What you are asked to do =
Restate the records below word for word.

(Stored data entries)
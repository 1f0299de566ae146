//! The command execution engine.
//!
//! Orchestrates the full path from an inbound chat message to audited
//! panel actions: parse, resolve and refresh orders, authorize, enforce
//! preconditions, branch on action modes, and aggregate bulk results into
//! one report. Collaborators outside this workspace's scope (human
//! operator forwarding, refill guarantees beyond the keyword default) are
//! trait seams.

pub mod executor;
pub mod forward;
pub mod guarantee;
pub mod messages;
pub mod pipeline;
pub mod report;

pub use executor::{ExecRequest, Executor, Stores};
pub use forward::{ForwardError, ForwardRequest, OperatorForwarder};
pub use guarantee::{GuaranteeCheck, GuaranteeVerdict, KeywordGuarantee};
pub use pipeline::Pipeline;
pub use report::{format_report, MAX_FAILURE_LINES, MAX_SUCCESS_LINES};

Task response =
repository 1f0299de566ae146
//! The command execution engine.
//!
//! Orchestrates the full path from an inbound chat message to audited
//! panel actions: parse, resolve and refresh orders, authorize, enforce
//! preconditions, branch on action modes, and aggregate bulk results into
//! one report. Collaborators outside this workspace's scope (human
//! operator forwarding, refill guarantees beyond the keyword default) are
//! trait seams.

pub mod executor;
pub mod forward;
pub mod guarantee;
pub mod messages;
pub mod pipeline;
pub mod report;

pub use executor::{ExecRequest, Executor, Stores};
pub use forward::{ForwardError, ForwardRequest, OperatorForwarder};
pub use guarantee::{GuaranteeCheck, GuaranteeVerdict, KeywordGuarantee};
pub use pipeline::Pipeline;
pub use report::{format_report, MAX_FAILURE_LINES, MAX_SUCCESS_LINES};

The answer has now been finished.